Ma perché questa “remora” ad intervenire sul mercato Ets? Sarebbe in linea con la stessa direttiva Ets che prevede il sistema della Market Stability Reserve anche per dare liquidità al mercato quando si arrivi a condizioni critiche e non solo, come è avvenuto in passato, per toglierla. Ed è abbastanza evidente, ormai, che il sistema delle quotazioni CO2 Ets è soltanto un costo che impoverisce l’industria senza che esso diventi leva di innovazione ambientale.
Gli introiti degli alti prezzi a cui vengono vendute le quote non vengono investiti in decarbonizzazione, ma acquistati da soggetti finanziari (magari che hanno adottato carte sulla sostenibilità), ma che nulla hanno a che fare con l’industria e la transizione energetica. Ed è l’ennesima finanziarizzazione dell’economia, ma per cambiare il modo di produrre energia occorrono fare impianti, da quelli fotovoltaici, al biometano, alle biomasse, ai rifiuti, oltre ad investire in ricerca.
Se rialzi analoghi fossero intervenuti in Borsa, con la stessa accelerazione, le relative autorità vigilanti non sarebbero già intervenute? Fissare un tetto alle quotazioni della CO2 sarebbe un buon segnale da parte dell’Europa. Un altro intervento dovrebbe essere quello che gli Stati devono utilizzare i proventi delle aste CO2 per costituire dei Fondi per la de-carbonizzazione dell’industria per produrre ancora più energia “verde”.

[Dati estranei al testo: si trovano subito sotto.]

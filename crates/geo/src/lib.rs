//! Geospatial enrichment for FireGPT.
//!
//! - Place-name extraction from questions
//! - Geocoding (Nominatim)
//! - Nearby-resource lookup (Overpass), distance ranking and categorization
//! - Resource report and map markers for action plans

pub mod category;
pub mod geocode;
pub mod place;
pub mod report;
pub mod resources;
pub mod types;

// Re-export main types
pub use category::{categorize, CATEGORY_RULES};
pub use geocode::{Geocoder, NominatimGeocoder};
pub use place::{extract_place, place_rules, PlaceRule};
pub use report::{build_markers, build_report, FIRE_MARKER_NAME};
pub use resources::{haversine_km, rank_resources, OverpassLookup, ResourceLookup};
pub use types::{Coordinate, Marker, Markers, RawResource, ResourceCategory, ResourcePoint};
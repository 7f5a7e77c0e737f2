//! Prompt system for FireGPT.
//!
//! This crate provides structured prompt management with:
//! - YAML prompt definitions (built in, overridable per workspace)
//! - Handlebars template rendering with knowledge context injection
//! - Chat-format rendering for the active model
//! - Output normalization of generated text

pub mod builder;
pub mod format;
pub mod loader;
pub mod normalize;
pub mod types;

// Re-export main types
pub use builder::build_prompt;
pub use format::ChatFormat;
pub use loader::{builtin_prompt, list_prompts, load_prompt, ASK_PROMPT_ID, PLAN_PROMPT_ID};
pub use normalize::normalize;
pub use types::{BuiltPrompt, BuiltPromptMetadata, PromptContextConfig, PromptDefinition, PromptOutputSpec};
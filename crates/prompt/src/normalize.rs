//! Output normalizer.
//!
//! Model output arrives as loosely formatted text. This pass rewrites known
//! section phrases into `## ` headings and tidies list markers so the front
//! end can render every answer the same way. It never fails and
//! `normalize(normalize(x)) == normalize(x)`.

use regex::{Captures, Regex};
use std::sync::LazyLock;

/// Section phrases promoted to headings, in canonical spelling.
pub const SECTION_PHRASES: &[&str] = &[
    "Situation Overview",
    "Immediate Actions",
    "Resource Utilization",
    "Resource Allocation",
    "Safety Considerations",
    "Evacuation Plan",
    "Communication Plan",
    "Ongoing Monitoring",
    "Summary",
    "Recommendations",
];

static HEADING_RE: LazyLock<Regex> = LazyLock::new(|| {
    let alternatives = SECTION_PHRASES
        .iter()
        .map(|phrase| phrase.split(' ').collect::<Vec<_>>().join(r"[ \t]+"))
        .collect::<Vec<_>>()
        .join("|");
    let pattern = format!(
        r"(?mi)^[ \t]*(?:#+[ \t]*)?(?:\*\*)?[ \t]*({})[ \t]*:?[ \t]*(?:\*\*)?[ \t]*:?[ \t]*$",
        alternatives
    );
    Regex::new(&pattern).expect("heading regex is valid")
});

static NUMBERED_RE: LazyLock<Regex> = LazyLock::new(|| {
    Regex::new(r"(?m)^([ \t]*)(\d+)\.[ \t]*([^\d\s])").expect("numbered regex is valid")
});

static BULLET_RE: LazyLock<Regex> = LazyLock::new(|| {
    Regex::new(r"(?m)^([ \t]*)-[ \t]*([^\s\d\-])").expect("bullet regex is valid")
});

/// Reformat free-text model output into consistent structured text.
pub fn normalize(text: &str) -> String {
    // Line patterns only see `\n` endings and ASCII blanks, so trim first.
    let text = text.replace("\r\n", "\n");
    let text = text.trim();

    let text = HEADING_RE.replace_all(text, |caps: &Captures| {
        format!("## {}", canonical_phrase(&caps[1]))
    });
    let text = NUMBERED_RE.replace_all(&text, "$1$2. $3");
    let text = BULLET_RE.replace_all(&text, "$1- $2");
    text.into_owned()
}

fn canonical_phrase(matched: &str) -> &'static str {
    let wanted = matched.split_whitespace().collect::<Vec<_>>().join(" ");
    SECTION_PHRASES
        .iter()
        .find(|phrase| phrase.eq_ignore_ascii_case(&wanted))
        .copied()
        .unwrap_or("Summary")
}
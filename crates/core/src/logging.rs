//! Logging infrastructure for FireGPT.
//!
//! This module initializes the tracing subscriber for structured logging.
//! All logs are emitted to stderr to keep stdout clean for command output.

use tracing_subscriber::{fmt, layer::SubscriberExt, util::SubscriberInitExt, EnvFilter};

use crate::error::{AppError, AppResult};

/// Initialize the tracing subscriber with stderr output.
///
/// The filter comes from `log_level` when given, then `RUST_LOG`, then
/// `info`. Per-target directives (`firegpt_rag=debug,tower_http=info`) are
/// accepted.
///
/// # Example
/// ```no_run
/// use firegpt_core::logging::init_logging;
///
/// init_logging(None, false).expect("Failed to initialize logging");
/// ```
pub fn init_logging(log_level: Option<&str>, no_color: bool) -> AppResult<()> {
    let default_level = std::env::var("RUST_LOG").unwrap_or_else(|_| "info".to_string());
    let filter_str = log_level.unwrap_or(&default_level);

    let env_filter = EnvFilter::try_new(filter_str)
        .map_err(|e| AppError::Config(format!("Invalid log filter: {}", e)))?;

    let fmt_layer = fmt::layer()
        .with_writer(std::io::stderr)
        .with_target(true)
        .with_level(true)
        .with_ansi(!no_color && supports_color());

    tracing_subscriber::registry()
        .with(env_filter)
        .with(fmt_layer)
        .try_init()
        .map_err(|e| AppError::Config(format!("Failed to init logging: {}", e)))?;

    Ok(())
}

/// Check if the terminal supports color output.
fn supports_color() -> bool {
    std::env::var("NO_COLOR").is_err()
}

Va ricordato che nel mix di generazione elettrica italiana del 2020, anche per via del calo dei consumi dettato dalla pandemia, le rinnovabili hanno già effettuato il “sorpasso” sul gas naturale, raggiungendo una quota del 45,04% (41,74% nel 2019), mentre il gas naturale ha rappresentato il 42,28% (43,20% nel 2019). Tuttavia, il Pun è ancora correlato in gran parte ai sottostanti della generazione termoelettrica, basati sui segnali di prezzo legati alle componenti variabili delle commodity energetiche fossili (in particolare gas naturale)…. ed alle quote di emissione del meccanismo Ets.
Pertanto, la configurazione del mercato dell’energia a prezzo marginale sta comportando l’accumularsi di consistenti margini derivanti dall’aumento dei prezzi dell’energia elettrica da gennaio a settembre per alcuni impianti green.
La transizione energetica non può essere affrontata in Europa abbassando i cap e ritirando quote CO2, ma “creando” una politica energetica comune come è stata auspicata dal presidente Draghi. Gli acquisti massicci di energia della Cina di questi giorni dovrebbe rafforzare l’Europa nell’intento di porre in essere politiche altrettanto efficaci. Gli obiettivi della transizione energetica e ambientale non sono in discussione, ma essi sono strettamente connessi al mantenere una leadership europea nell’economia mondiale. In gioco non c’è solo la tutela dell’ambiente, ma anche il destino dell’Europa.